Individual study: Reintroduction of Przewalski’s horse (Equus ferus przewalskii) in Xinjiang, China: The status and experience

Published source details

Xia C., Cao J., Zhang H., Gao X., Yang W. & Blank D. (2014) Reintroduction of Przewalski’s horse (Equus ferus przewalskii) in Xinjiang, China: The status and experience. Biological Conservation, 177, 142-147


This study is summarised as evidence for the intervention(s) shown on the right. The icon shows which synopsis it is relevant to.
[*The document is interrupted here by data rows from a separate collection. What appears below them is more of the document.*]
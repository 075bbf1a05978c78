use std::collections::VecDeque;

use puddle_engine::Countdown;

use crate::molecule::{Molecule, PaletteColor};

/// Collect every molecule connected to `start` through neighbors of the start's color.
///
/// Two molecules are neighbors when their centers are at most `adjacency_distance`
/// apart. The result is in breadth-first visit order, so the recolor animation spreads
/// outward from the start. Returns an empty list when the start already has `target`
/// or does not exist.
pub fn flood_fill(
    molecules: &[Molecule],
    start: usize,
    target: PaletteColor,
    adjacency_distance: f32,
) -> Vec<usize> {
    let start_color = match molecules.get(start) {
        Some(m) if m.color != target => m.color,
        _ => return Vec::new(),
    };

    let mut visited = vec![false; molecules.len()];
    let mut queue: VecDeque<usize> = VecDeque::with_capacity(molecules.len());
    let mut order = Vec::new();

    visited[start] = true;
    queue.push_back(start);
    order.push(start);

    while let Some(current) = queue.pop_front() {
        let pos = molecules[current].pos;
        for (i, other) in molecules.iter().enumerate() {
            if visited[i] || other.color != start_color {
                continue;
            }
            if pos.distance(other.pos) > adjacency_distance {
                continue;
            }
            visited[i] = true;
            queue.push_back(i);
            order.push(i);
        }
    }

    order
}

/// Rate-limited recolor animation.
///
/// Pending molecules change color in batches; the first batch of a fill applies on the
/// next advance, later batches wait `delay` each. While anything is pending the game is
/// filling and refuses new fills.
#[derive(Debug, Clone)]
pub struct RecolorQueue {
    pending: VecDeque<(usize, PaletteColor)>,
    batch: usize,
    delay: f32,
    timer: Countdown,
}

impl RecolorQueue {
    pub fn new(batch: usize, delay: f32) -> Self {
        Self {
            pending: VecDeque::new(),
            batch: batch.max(1),
            delay,
            timer: Countdown::expired(),
        }
    }

    /// Queue `indices` to become `color`.
    pub fn begin(&mut self, indices: impl IntoIterator<Item = usize>, color: PaletteColor) {
        self.pending.extend(indices.into_iter().map(|i| (i, color)));
        self.timer = Countdown::expired();
    }

    /// Advance the animation by `dt`. Returns how many molecules changed color.
    pub fn advance(&mut self, molecules: &mut [Molecule], dt: f32) -> usize {
        if !self.timer.tick(dt) {
            return 0;
        }

        let mut recolored = 0;
        while recolored < self.batch {
            let Some((index, color)) = self.pending.pop_front() else {
                break;
            };
            if let Some(molecule) = molecules.get_mut(index) {
                molecule.color = color;
            }
            recolored += 1;
        }
        self.timer.set(self.delay);
        recolored
    }

    pub fn is_filling(&self) -> bool {
        !self.pending.is_empty()
    }
}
Provide supplementary food during/after release of captive-bred mammals Terrestrial Mammal Conservation

A before-and-after study in 1985–2003 on a nature reserve in Xinjiang, China (Xia et al. 2014) found that following release of captive-bred Przewalski’s horses Equus ferus przewalskii into the semi-wild (free-roaming in summer, enclosed in winter and provided with food), animals reproduced and numbers increased. The first foals were born two years after the first releases. Over the following 11 years, 107 foals were born in the semi-wild with first-year survival of 75%. At this time, released animals formed 16 groups, comprising 127 individuals. From 2001–2013, eighty-nine horses from a captive-breeding centre were held in a pre-release enclosure (20 ha) for an unspecified period of time before being released into semi-wild conditions. Released animals roamed freely from spring to fall, but were kept in a coral in winter, to enable supplementary feeding and to reduce competition with domestic horse herders. The founders for the captive population were sourced from zoos in Europe and North America. The release site (and adjacent areas of Mongolia) were the last refuge of Przewalski’s horse, before extinction in the wild in 1969.

(Summarised by Nick Littlewood)

Use holding pens at release site prior to release of captive-bred mammals Terrestrial Mammal Conservation

A before-and-after study in 1985–2003 on a nature reserve in Xinjiang, China (Xia et al. 2014) found that following release of captive-bred animals from a pre-release enclosure into the semi-wild (free-roaming in summer, enclosed in winter and provided with food), Przewalski’s horses Equus ferus przewalskii increased in number. The first foals were born two years after the first releases. Over the following 11 years, 107 foals were born in the semi-wild with first-year survival of 75%. At this time, released animals formed 16 groups, comprising 127 individuals. From 2001–2013, eighty-nine horses from a captive-breeding centre were held in a pre-release enclosure (20 ha) for an unspecified period of time before being released into semi-wild conditions (free-roaming except in winter, when enclosed). The founders for the captive population were sourced from zoos in Europe and North America. The release site (and adjacent areas of Mongolia) were the last refuge of Przewalski’s horse, before extinction in the wild in 1969. Released animals roamed freely from spring to fall, but were kept in a coral in winter, to enable supplementary feeding and to reduce competition with domestic horse herders.